= Data plan =

Subscription plan for internet data and connectivity

A data plan is a subscription plan from a cellular or other mobile service provider to provide internet data and connectivity.

== Formatting ==
Data plans are usually created by a contract between the telecommunications carrier and the user of their service. This contract outlines a maximum amount of usable data, usually highlighted in either megabytes or gigabytes, allotted per month for the user. In most cases companies will allow a user to surpass the amount of data allowed in the contract, however, will have to pay a per-gigabyte fee, ranging anywhere from five to fifteen U.S. dollars.

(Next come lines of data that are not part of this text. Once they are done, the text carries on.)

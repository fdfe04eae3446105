use anyhow::{Context, Result};
use ron::{extensions::Extensions, Options};
use serde::Deserialize;

/// Wraps the `config` in parentheses unless it is already a RON struct.
pub fn into_ron_args(config: &str) -> String {
    let trimmed = config.trim();

    if trimmed.starts_with('(') || trimmed.starts_with("Sample(") {
        String::from(trimmed)
    } else {
        format!("({trimmed})")
    }
}

#[allow(clippy::module_name_repetitions)]
pub fn try_parse<'de, D: Deserialize<'de>>(subcommand: &str, ron_args: &'de str) -> Result<D> {
    let mut de_ron = ron::Deserializer::from_str_with_options(ron_args, ron_options())
        .with_context(|| {
            format!(
                "Failed to create the {} subcommand argument parser.",
                subcommand
            )
        })?;

    let mut track = serde_path_to_error::Track::new();
    let de = serde_path_to_error::Deserializer::new(&mut de_ron, &mut track);

    match D::deserialize(de) {
        Ok(args) => Ok(args),
        Err(err) => {
            let path = track.path();
            let err = de_ron.span_error(err);

            Err(anyhow::anyhow!(
                "{}{}{}{} @ ({}):\n{}",
                subcommand,
                if path.iter().count() >= 1 { "." } else { "" },
                path,
                if path.iter().count() >= 1 { "" } else { "*" },
                err.position,
                err.code,
            ))
        },
    }
    .with_context(|| format!("Failed to parse the {subcommand} subcommand arguments."))
}

fn ron_options() -> Options {
    Options::default()
        .with_default_extension(Extensions::IMPLICIT_SOME)
        .with_default_extension(Extensions::UNWRAP_NEWTYPES)
}
use ratatui::Frame;
use ratatui::layout::Rect;

/// A reusable UI component.
///
/// Components receive data via props (struct fields), may hold a
/// `&mut` to persistent state, and render into a given `Rect`.
/// `render` takes `&mut self` so presentation state (scroll offsets,
/// viewport height) can be updated during the render pass, the same
/// way Ratatui's `StatefulWidget` works.
pub trait Component {
    fn render(&mut self, frame: &mut Frame, area: Rect);
}

/// A component that handles terminal events.
pub trait EventHandler {
    /// The type of high-level event this component emits.
    type Event;

    /// Handle a low-level `TuiEvent` and optionally return a high-level event.
    fn handle_event(&mut self, event: &super::event::TuiEvent) -> Option<Self::Event>;
}
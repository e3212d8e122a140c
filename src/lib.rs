//! Pokedex library exports for testing

pub mod catalog;
pub mod core;
pub mod tui;

#[cfg(test)]
pub mod test_support;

=== Popularization of unlimited plans ===
Unlimited data plans have seen a large increase in usage by consumers since their initial introduction by U.S. network T-Mobile. These plans, instead of setting an overall maximum for the user, have an amount set-up that, when surpassed, will slow the speed of the network for that user. Unlimited plans typically cost significantly more than the traditional shared data plans, which is a major reason that carriers have set large boundaries and fees. The limits imposed on unlimited plans are designed to fight against attempts to misuse the network, such as a DDoS attack, but are more commonly reasoned as a method to increase the number of people that can use one tower simultaneously.

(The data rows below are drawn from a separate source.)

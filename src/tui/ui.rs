use ratatui::Frame;
use ratatui::layout::{Constraint, Layout};
use ratatui::style::{Modifier, Style};
use ratatui::text::Span;

use crate::core::UiState;
use crate::tui::component::Component;
use crate::tui::components::PokemonList;
use crate::tui::{Screen, TuiState};

pub fn draw_ui(frame: &mut Frame, ui: &UiState, last_error: Option<&str>, tui: &mut TuiState) {
    use Constraint::{Length, Min};
    let [title_area, main_area, help_area] =
        Layout::vertical([Length(1), Min(0), Length(1)]).areas(frame.area());

    frame.render_widget(Span::raw(title_text(ui)), title_area);

    let help = match tui.screen {
        Screen::List => " ↑/↓ move  Enter open  r retry  R reload  q quit",
        Screen::Detail(_) => " Esc back  r retry  q quit",
    };
    frame.render_widget(
        Span::styled(help, Style::default().add_modifier(Modifier::DIM)),
        help_area,
    );

    match &mut tui.screen {
        Screen::List => {
            PokemonList {
                state: &mut tui.list,
                ui,
                last_error,
            }
            .render(frame, main_area);
        }
        Screen::Detail(view) => view.render(frame, main_area),
    }
}

fn title_text(ui: &UiState) -> String {
    match ui {
        UiState::Loading => "Pokédex | loading".to_string(),
        UiState::Error(_) => "Pokédex | offline".to_string(),
        UiState::Content {
            items, has_more, ..
        } => {
            let more = if *has_more { " | more available" } else { "" };
            format!("Pokédex | {} loaded{}", items.len(), more)
        }
    }
}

=== Data speed changes ===
When a network is near reaching peak capacity data speeds may be slowed down by carriers as part of most major telecom contracts. This, as stated previously, allows for more people to be utilizing one tower, reducing needed capital for the company. Since speed changes are allowed at the company's will, the user has no official guarantee of speed on most major networks.

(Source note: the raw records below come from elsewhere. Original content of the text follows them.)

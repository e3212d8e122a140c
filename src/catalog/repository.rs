//! # Repository
//!
//! Wraps a [`CatalogClient`] and the mapper behind a result-returning API.
//! Every failure leaves as a [`RepoError`]; nothing panics or escapes.

use std::fmt;
use std::num::NonZeroU32;
use std::sync::Arc;

use log::{debug, warn};

use super::client::{CatalogClient, CatalogError};
use super::mapper::{self, MapError};
use super::types::{Page, PokemonDetail};

pub const DEFAULT_PAGE_SIZE: NonZeroU32 = NonZeroU32::new(20).unwrap();

/// Closed failure taxonomy seen by the controller.
#[derive(Debug, Clone, PartialEq)]
pub enum RepoError {
    /// Connection or timeout failure. No detail is kept.
    Network,
    /// Non-2xx answer; status and body are preserved verbatim.
    Http { code: u16, message: Option<String> },
    /// Anything else, with the cause kept for diagnostics.
    Unknown(String),
}

impl fmt::Display for RepoError {
    fn fmt(&self, f: &mut fmt::Formatter<'_>) -> fmt::Result {
        match self {
            RepoError::Network => write!(f, "network failure"),
            RepoError::Http {
                code,
                message: Some(message),
            } => write!(f, "HTTP {code}: {message}"),
            RepoError::Http {
                code,
                message: None,
            } => write!(f, "HTTP {code}"),
            RepoError::Unknown(cause) => write!(f, "unknown failure: {cause}"),
        }
    }
}

impl std::error::Error for RepoError {}

impl From<CatalogError> for RepoError {
    fn from(err: CatalogError) -> Self {
        match err {
            CatalogError::Network(_) => RepoError::Network,
            CatalogError::Http { status, message } => RepoError::Http {
                code: status,
                message,
            },
            CatalogError::Parse(cause) | CatalogError::Other(cause) => RepoError::Unknown(cause),
        }
    }
}

impl From<MapError> for RepoError {
    fn from(err: MapError) -> Self {
        RepoError::Unknown(err.to_string())
    }
}

pub struct Repository {
    client: Arc<dyn CatalogClient>,
}

impl Repository {
    pub fn new(client: Arc<dyn CatalogClient>) -> Self {
        Self { client }
    }

    /// Loads one page. Exactly one client call per invocation.
    /// The caller owns offset sequencing.
    pub async fn load_page(&self, limit: NonZeroU32, offset: usize) -> Result<Page, RepoError> {
        let dto = self.client.fetch_page(limit, offset).await.map_err(|e| {
            warn!("{} fetch_page(limit={}, offset={}) failed: {}", self.client.name(), limit, offset, e);
            RepoError::from(e)
        })?;
        let page = mapper::map_page(dto).map_err(|e| {
            warn!("Mapping page at offset {} failed: {}", offset, e);
            RepoError::from(e)
        })?;
        debug!(
            "Loaded page: offset={}, items={}, has_more={}",
            offset,
            page.items.len(),
            page.has_more
        );
        Ok(page)
    }

    pub async fn load_detail(&self, id: u32) -> Result<PokemonDetail, RepoError> {
        let dto = self.client.fetch_detail(id).await.map_err(|e| {
            warn!("{} fetch_detail({}) failed: {}", self.client.name(), id, e);
            RepoError::from(e)
        })?;
        Ok(mapper::map_detail(dto))
    }
}
use clap::Parser;
use log::{info, warn};
use pokedex::core::config::{self, CliOverrides};
use pokedex::core::{FileSnapshotStore, SnapshotStore};
use pokedex::tui;
use simplelog::{ConfigBuilder, LevelFilter, WriteLogger};
use std::fs::File;

#[derive(Parser)]
#[command(name = "pokedex", about = "Browse the Pokédex from your terminal")]
struct Args {
    /// Catalog API base URL
    #[arg(long)]
    base_url: Option<String>,

    /// Entries fetched per page
    #[arg(long)]
    page_size: Option<u32>,

    /// Discard the saved list state before starting
    #[arg(long)]
    reset: bool,
}

#[tokio::main]
async fn main() -> std::io::Result<()> {
    let args = Args::parse();
    dotenv::dotenv().ok();

    let (file_config, config_error) = match config::load_config() {
        Ok(c) => (c, None),
        Err(e) => (config::PokedexConfig::default(), Some(e)),
    };
    let resolved = config::resolve(
        &file_config,
        &CliOverrides {
            base_url: args.base_url,
            page_size: args.page_size,
        },
    );

    // Initialize file logger; the terminal belongs to the UI
    let log_config = ConfigBuilder::new()
        .set_time_format_rfc3339()
        .build();
    let level = resolved
        .log_level
        .parse::<LevelFilter>()
        .unwrap_or(LevelFilter::Debug);

    if let Ok(log_file) = File::create(&resolved.log_file) {
        let _ = WriteLogger::init(level, log_config, log_file);
    }

    if let Some(e) = config_error {
        warn!("Ignoring config file: {}", e);
    }
    info!(
        "Pokedex starting up: base_url={}, page_size={}, snapshots={}",
        resolved.base_url,
        resolved.page_size,
        resolved.snapshot_dir.display()
    );

    if args.reset {
        let store = FileSnapshotStore::new(resolved.snapshot_dir.clone());
        match store.discard(tui::LIST_SNAPSHOT_KEY) {
            Ok(()) => info!("Discarded saved list state"),
            Err(e) => warn!("Failed to discard saved list state: {}", e),
        }
    }

    tui::run(resolved)
}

=== Costs brought upon by additional data ===
In many cases both the user and carrier have to incur additional costs when a user utilizes more of a given data package, which has helped in the proliferation of data caps and other forms of shared data plans. Most of the charges that the carrier has to incur for additional data usage is partially or fully given to the user of the network.

==== Users ====
Users are required to pay flat-rate additional fees that occur when they go above the amount of data given to them in their contract, utility, or prepaid plan. The cost per gigabyte of this fee is usually higher than what the contract itself offers, which discourages users from over-utilizing data and incurring a charge for the carrier. Certain contracts, which do not offer paying additional fees for an increase in data, may result in a shutdown of service, or in extremely rare cases, termination of the service as a whole.

==== Carriers ====
Carriers incur costs for additional data usage, as it limits the number of customers, and associated contracts, that they can handle on one network. Creating more cell phone towers in a given area would be costly, and largely useless until particular spikes in traffic. When the peak usable amount of one tower is reached, it may cause negative public relations towards the reliability of the corporation as a whole.